The Green Front does not declare itself to be of right-wing nor left-wing: it declares to be inspired "by a spiritual conception of life". The party is in favor of direct democracy, anti-nuclear, anti-capitalist, anti-globalization and the self-determination of the peoples.

At the 2008 general election, the party presented its symbol, declaring to run without allying with other parties. However, the party's president invited his electors to vote the For the Common Good electoral list, led by Stefano Montanari and former senator Fernando Rossi. The list got 0.3% of the vote.

At the 2009 European election, the party stipulated an agreement with the Liberal Democrats of Daniela Melchiorre, but the list obtained a mere 0.2% of the vote.

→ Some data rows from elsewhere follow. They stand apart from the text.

//! Output settings handed from the CLI to the session layer

/// How chatty the client should be
///
/// Built once from command-line flags and passed explicitly, so the session
/// code never consults process-wide state.
#[derive(Debug, Clone, Copy, Default, PartialEq, Eq)]
pub struct OutputConfig {
    /// Suppress everything except errors and command output
    pub quiet: bool,
    /// Verbosity level from repeated `-v`
    pub verbose: u8,
}

impl OutputConfig {
    /// Create output settings from CLI flags
    pub fn new(quiet: bool, verbose: u8) -> Self {
        Self { quiet, verbose }
    }

    /// Whether status lines (connecting, detached, ...) should be shown
    pub fn show_status(&self) -> bool {
        !self.quiet
    }

    /// Log filter matching the flags
    pub fn log_level(&self) -> &'static str {
        match (self.quiet, self.verbose) {
            (true, _) => "error",
            (false, 0) => "warn",
            (false, 1) => "info",
            (false, 2) => "debug",
            (false, _) => "trace",
        }
    }
}

#[cfg(test)]
mod tests {
    use super::*;

    #[test]
    fn test_log_level() {
        assert_eq!(OutputConfig::new(true, 3).log_level(), "error");
        assert_eq!(OutputConfig::new(false, 0).log_level(), "warn");
        assert_eq!(OutputConfig::new(false, 2).log_level(), "debug");
        assert_eq!(OutputConfig::new(false, 9).log_level(), "trace");
    }

    #[test]
    fn test_quiet_hides_status() {
        assert!(!OutputConfig::new(true, 0).show_status());
        assert!(OutputConfig::default().show_status());
    }
}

In March 2009, the National Assembly held in Rome changed the party's name into "Green Front – Independent Ecologists" and re-elected unanimously Vincenzo Galizia as National President.

In the 2013 Lazio regional election, the Green Front supported Storace's candidacy for the presidency of the region. The party got 0.07% of the votes, while Storace was defeated by the centre-left candidate Zingaretti.

At the 2014 European election, the Green Front supported the candidates of the Northern League.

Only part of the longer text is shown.